Relatar um caso raro de neutropenia congênita e mielofibrose devido mutação do gene VPS45, tratado com transplante de medula óssea.

Recém-nascido de termo, masculino, com 3500g, teve sepse neonatal no terceiro dia de vida. Com um mês de vida, apresentou febre e procurou a emergência de nosso hospital, evoluindo com pneumonia, anemia, neutropenia grave, plaquetopenia e esplenomegalia. Sorologia para CMV IgM positivo (PCR negativo), recebeu cefepime e ganciclovir por 14 dias, com melhora. Ao exame tinha pé torto congênito, sem outros desvios fenotípicos. Pais não consanguíneos, saudáveis e dois irmãos saudáveis. Os exames mostraram Hb 8,1g/dL, leucócitos 2800/mm3, granulócitos 165/mm3 e plaquetas 23.000/mm3, reticulócitos: 4%, aumento DHL, coombs direto negativo e mielograma normocelular, hipoplasia granulocítica com maturação até metamielócito, 4% de neutrófilos, normoplasia dos outros setores, sem displasia. Aventada possibilidade de Síndrome de Evans com AHAI apesar de coombs negativo, neutropenia e plaquetopenia imunes. Recebeu prednisolona e após um mês de uso houve normalização das hemácias e plaquetas, porém mantendo neutropenia grave sem resposta a filgrastim. Durante o seguimento apresentou queda do coto umbilical com 2 meses, três vezes celulite, gengivite e lesão de pele por fusarium, sempre mantendo neutropenia muito grave entre 20 e 150/mm3. O baço foi progressivamente aumentando chegando a 8 cm do RCE, as plaquetas variando de 50.000 a 150.000 e Hb de 8,0 a 13g/dL. DNPM com atraso na fala e desnutrição crônica. Na avaliação imunológica apresentava diminuição de linfócitos T (principalmente CD 8), aumento de IgG, e citometria para ALPS negativa. Aos 3 anos foi novamente avaliada a medula óssea que estava hemodiluída e não foi obtido material adequado de biópsia de medula óssea. Realizado painel genético com mutação no gene VPS45 em homozigose, confirmando o diagnóstico de neutropenia congênita e aos 3 anos e 8 meses de idade foi submetido a transplante de medula óssea (TMO) alogênico aparentado HLA idêntico, condicionamento com timoglobulina, thiotepa, bussulfano e fludarabina conforme protocolo EBMT/ESID. Evoluiu com boa enxertia, teve DECH grau 4 com boa resposta a imunossupressão e atualmente 2 anos após o TMO está bem, sem medicações.

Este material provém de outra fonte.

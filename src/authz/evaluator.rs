use super::{RoleHierarchy, RoleRequirement};
use crate::models::Role;

/// Pure permission evaluator, no I/O and no session state.
///
/// Evaluation:
/// 1. no role (unauthenticated caller) -> deny
/// 2. `AnyOf` -> membership test, hierarchy ignored
/// 3. `AtLeast` -> rank comparison against the hierarchy
#[derive(Debug, Clone, Default)]
pub struct PermissionEvaluator {
    hierarchy: RoleHierarchy,
}

impl PermissionEvaluator {
    pub fn new(hierarchy: RoleHierarchy) -> Self {
        Self { hierarchy }
    }

    /// Entry point used by the session: an absent role denies everything.
    pub fn evaluate(&self, role: Option<Role>, requirement: &RoleRequirement) -> bool {
        let Some(role) = role else {
            tracing::debug!(requirement = ?requirement, "permission denied: no identity");
            return false;
        };
        self.evaluate_role(role, requirement)
    }

    pub fn evaluate_role(&self, role: Role, requirement: &RoleRequirement) -> bool {
        let allowed = match requirement {
            RoleRequirement::AnyOf(roles) => roles.contains(&role),
            RoleRequirement::AtLeast(required) => {
                self.hierarchy.rank(role) >= self.hierarchy.rank(*required)
            }
        };

        tracing::debug!(
            role = %role,
            requirement = ?requirement,
            allowed,
            "permission evaluated"
        );
        allowed
    }
}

O gene VPS45 codifica uma proteína que regula o tráfego de membrana através do sistema endossomal e sua mutação pode levar a neutropenia congênita por apoptose acelerada de neutrófilos. Poucos casos foram relatados sugerindo padrão de herança autossômica recessiva. Assim como no caso apresentado as manifestações clínicas aparecem nos primeiros meses de vida, ocorrendo neutropenia grave com infecções e sem resposta a G-CSF, anemia e plaquetopenia progressivas e flutuantes. Presença de hematopoiese extramedular, com esplenomegalia, hepatomegalia, nefromegalia, baixo ganho ponderal e eventualmente adenomegalia. Em alguns casos foram também relatados hipergamaglobulina, osteoesclerose e reação periostal, atraso do DNPM. Alguns pacientes também apresentaram trombastenia, porém isso não foi avaliado em nosso paciente. Em todos os pacientes relatados a BMO mostrou ser hipercelular, com hiperplasia mieloide e proeminente fibrose reticulínica, porém em nosso paciente não foi possível coleta de material adequado para análise. Quanto ao tratamento, por ser tratar de quadro muito raro, poucos pacientes foram submetidos a TMO aparentado, e assim como o nosso caso, alguns tiveram sucesso.

Mutação no gene VPS45 deve ser considerado em pacientes com neutropenia, associada a outras citopenias, hematopoiese extramedular e mielofibrose, e rapidamente encaminhados para TMO.